[Stored items]
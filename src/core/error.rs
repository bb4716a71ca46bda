//! Error type system for the book catalog
//!
//! This module provides:
//! - A single error enum shared by the database and service layers
//! - Stable error type names for serialized error envelopes
//! - Atomic-scope failure mapping for create/delete workflows
//! - Error context support

use serde::{Deserialize, Serialize};
use std::fmt;
use uuid::Uuid;

/// Main error type for the catalog
#[derive(Debug, thiserror::Error)]
pub enum CatalogError {
    // System-level errors
    #[error("System initialization failed: {0}")]
    InitializationError(String),

    #[error("Configuration error: {0}")]
    ConfigError(String),

    // Storage errors
    #[error("Database error: {0}")]
    DatabaseError(#[from] rusqlite::Error),

    #[error("Connection pool error: {0}")]
    PoolError(String),

    // Domain errors
    #[error("Validation error: {0}")]
    ValidationError(String),

    #[error("Duplicate title: {0}")]
    DuplicateTitle(String),

    #[error("Resource not found: {0}")]
    NotFound(String),

    #[error("Transaction rolled back: {0}")]
    AtomicityFailure(String),

    // I/O errors
    #[error("IO error: {0}")]
    IoError(#[from] std::io::Error),

    #[error("Serialization error: {0}")]
    SerializationError(String),
}

impl CatalogError {
    /// Get the error type name for serialized responses
    pub fn error_type(&self) -> &'static str {
        match self {
            CatalogError::InitializationError(_) => "InitializationError",
            CatalogError::ConfigError(_) => "ConfigError",
            CatalogError::DatabaseError(_) => "DatabaseError",
            CatalogError::PoolError(_) => "PoolError",
            CatalogError::ValidationError(_) => "ValidationError",
            CatalogError::DuplicateTitle(_) => "DuplicateTitleError",
            CatalogError::NotFound(_) => "NotFoundError",
            CatalogError::AtomicityFailure(_) => "AtomicityFailure",
            CatalogError::IoError(_) => "IoError",
            CatalogError::SerializationError(_) => "SerializationError",
        }
    }

    /// Check if this error is transient at the storage level
    pub fn is_retryable(&self) -> bool {
        match self {
            CatalogError::PoolError(_) => true,
            CatalogError::DatabaseError(rusqlite::Error::SqliteFailure(err, _)) => matches!(
                err.code,
                rusqlite::ErrorCode::DatabaseBusy | rusqlite::ErrorCode::DatabaseLocked
            ),
            _ => false,
        }
    }

    /// Whether this error describes the caller's input rather than a storage fault
    pub fn is_domain_error(&self) -> bool {
        matches!(
            self,
            CatalogError::ValidationError(_)
                | CatalogError::DuplicateTitle(_)
                | CatalogError::NotFound(_)
        )
    }

    /// Convert a failure raised inside an atomic scope.
    ///
    /// Domain errors keep their kind; anything else becomes an
    /// `AtomicityFailure` naming the operation that was rolled back.
    pub fn into_atomicity_failure(self, operation: &str) -> Self {
        match self {
            err if err.is_domain_error() => err,
            CatalogError::AtomicityFailure(msg) => CatalogError::AtomicityFailure(msg),
            err => CatalogError::AtomicityFailure(format!("{}: {}", operation, err)),
        }
    }
}

/// Returns true if the rusqlite error is a UNIQUE constraint violation.
///
/// Primary-key collisions are reported separately by SQLite and do not match.
pub fn is_unique_violation(err: &rusqlite::Error) -> bool {
    match err {
        rusqlite::Error::SqliteFailure(e, _) => {
            e.extended_code == rusqlite::ffi::SQLITE_CONSTRAINT_UNIQUE
        }
        _ => false,
    }
}

/// Error envelope printed by the command-line front end
#[derive(Debug, Serialize, Deserialize)]
pub struct ErrorResponse {
    /// Error type identifier
    pub error: String,
    /// Human-readable error message
    pub message: String,
    /// Additional details, e.g. `{"retryable": true}` for transient storage faults
    #[serde(skip_serializing_if = "Option::is_none")]
    pub details: Option<serde_json::Value>,
    /// Unique trace ID for this error
    pub trace_id: String,
}

impl ErrorResponse {
    /// Create a new error response with a generated trace ID
    pub fn new(error: String, message: String) -> Self {
        Self {
            error,
            message,
            details: None,
            trace_id: Uuid::new_v4().to_string(),
        }
    }

    /// Create an error response from a CatalogError
    pub fn from_error(error: &CatalogError) -> Self {
        let mut response = Self::new(error.error_type().to_string(), error.to_string());
        if error.is_retryable() {
            response.details = Some(serde_json::json!({ "retryable": true }));
        }
        response
    }
}

impl fmt::Display for ErrorResponse {
    fn fmt(&self, f: &mut fmt::Formatter<'_>) -> fmt::Result {
        write!(
            f,
            "[{}] {}{} (trace_id: {})",
            self.error,
            self.message,
            self.details.as_ref().map_or("", |_| " with details"),
            self.trace_id
        )
    }
}

/// Result type alias for operations that can fail with CatalogError
pub type Result<T> = std::result::Result<T, CatalogError>;

/// Context extension trait for adding context to errors
pub trait ErrorContext<T> {
    /// Add context to an error
    fn context(self, context: impl Into<String>) -> Result<T>;

    /// Add context to an error using a closure
    fn with_context<F>(self, f: F) -> Result<T>
    where
        F: FnOnce() -> String;
}

impl<T, E> ErrorContext<T> for std::result::Result<T, E>
where
    E: std::fmt::Display,
{
    fn context(self, context: impl Into<String>) -> Result<T> {
        self.map_err(|e| {
            let context_str = context.into();
            CatalogError::InitializationError(format!("{}: {}", context_str, e))
        })
    }

    fn with_context<F>(self, f: F) -> Result<T>
    where
        F: FnOnce() -> String,
    {
        self.map_err(|e| {
            let context_str = f();
            CatalogError::InitializationError(format!("{}: {}", context_str, e))
        })
    }
}

#[cfg(test)]
mod tests {
    use super::*;

    #[test]
    fn test_error_types() {
        assert_eq!(
            CatalogError::ValidationError("title".into()).error_type(),
            "ValidationError"
        );
        assert_eq!(
            CatalogError::DuplicateTitle("Dune".into()).error_type(),
            "DuplicateTitleError"
        );
        assert_eq!(CatalogError::NotFound("book".into()).error_type(), "NotFoundError");
        assert_eq!(
            CatalogError::AtomicityFailure("delete".into()).error_type(),
            "AtomicityFailure"
        );
    }

    #[test]
    fn test_error_retryable() {
        assert!(CatalogError::PoolError("timeout".into()).is_retryable());
        assert!(!CatalogError::ValidationError("test".into()).is_retryable());
        assert!(!CatalogError::DatabaseError(rusqlite::Error::InvalidQuery).is_retryable());
    }

    #[test]
    fn test_atomicity_mapping_keeps_domain_errors() {
        let err = CatalogError::DuplicateTitle("Dune".into()).into_atomicity_failure("create book");
        assert!(matches!(err, CatalogError::DuplicateTitle(_)));

        let err = CatalogError::NotFound("book 1".into()).into_atomicity_failure("delete book");
        assert!(matches!(err, CatalogError::NotFound(_)));
    }

    #[test]
    fn test_atomicity_mapping_wraps_storage_errors() {
        let err = CatalogError::DatabaseError(rusqlite::Error::InvalidQuery)
            .into_atomicity_failure("create book");
        match err {
            CatalogError::AtomicityFailure(msg) => assert!(msg.starts_with("create book")),
            other => panic!("unexpected error: {:?}", other),
        }
    }

    #[test]
    fn test_error_response_creation() {
        let error = CatalogError::NotFound("book abc".into());
        let response = ErrorResponse::from_error(&error);

        assert_eq!(response.error, "NotFoundError");
        assert!(response.message.contains("book abc"));
        assert!(!response.trace_id.is_empty());
        assert!(response.details.is_none());
    }

    #[test]
    fn test_error_response_marks_retryable() {
        let response = ErrorResponse::from_error(&CatalogError::PoolError("timed out".into()));

        assert_eq!(response.error, "PoolError");
        assert_eq!(response.details, Some(serde_json::json!({ "retryable": true })));
        assert!(response.to_string().contains("with details"));
    }

    #[test]
    fn test_unique_violation_excludes_primary_key() {
        let failure = |extended_code| {
            rusqlite::Error::SqliteFailure(rusqlite::ffi::Error::new(extended_code), None)
        };

        assert!(is_unique_violation(&failure(rusqlite::ffi::SQLITE_CONSTRAINT_UNIQUE)));
        assert!(!is_unique_violation(&failure(rusqlite::ffi::SQLITE_CONSTRAINT_PRIMARYKEY)));
        assert!(!is_unique_violation(&rusqlite::Error::InvalidQuery));
    }

    #[test]
    fn test_error_context() {
        let result: std::result::Result<(), std::io::Error> =
            Err(std::io::Error::new(std::io::ErrorKind::NotFound, "file not found"));

        let contexted = result.context("Failed to create data directory");

        let err = contexted.unwrap_err();
        assert!(err.to_string().contains("Failed to create data directory"));
        assert!(err.to_string().contains("file not found"));
    }
}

▶ What you should do: Set down exactly the lines that begin with the one containing "let err = contexted.unwrap_err();" and end with the last line above, and no others.

▶ Problem solution:
        let err = contexted.unwrap_err();
        assert!(err.to_string().contains("Failed to create data directory"));
        assert!(err.to_string().contains("file not found"));
    }
}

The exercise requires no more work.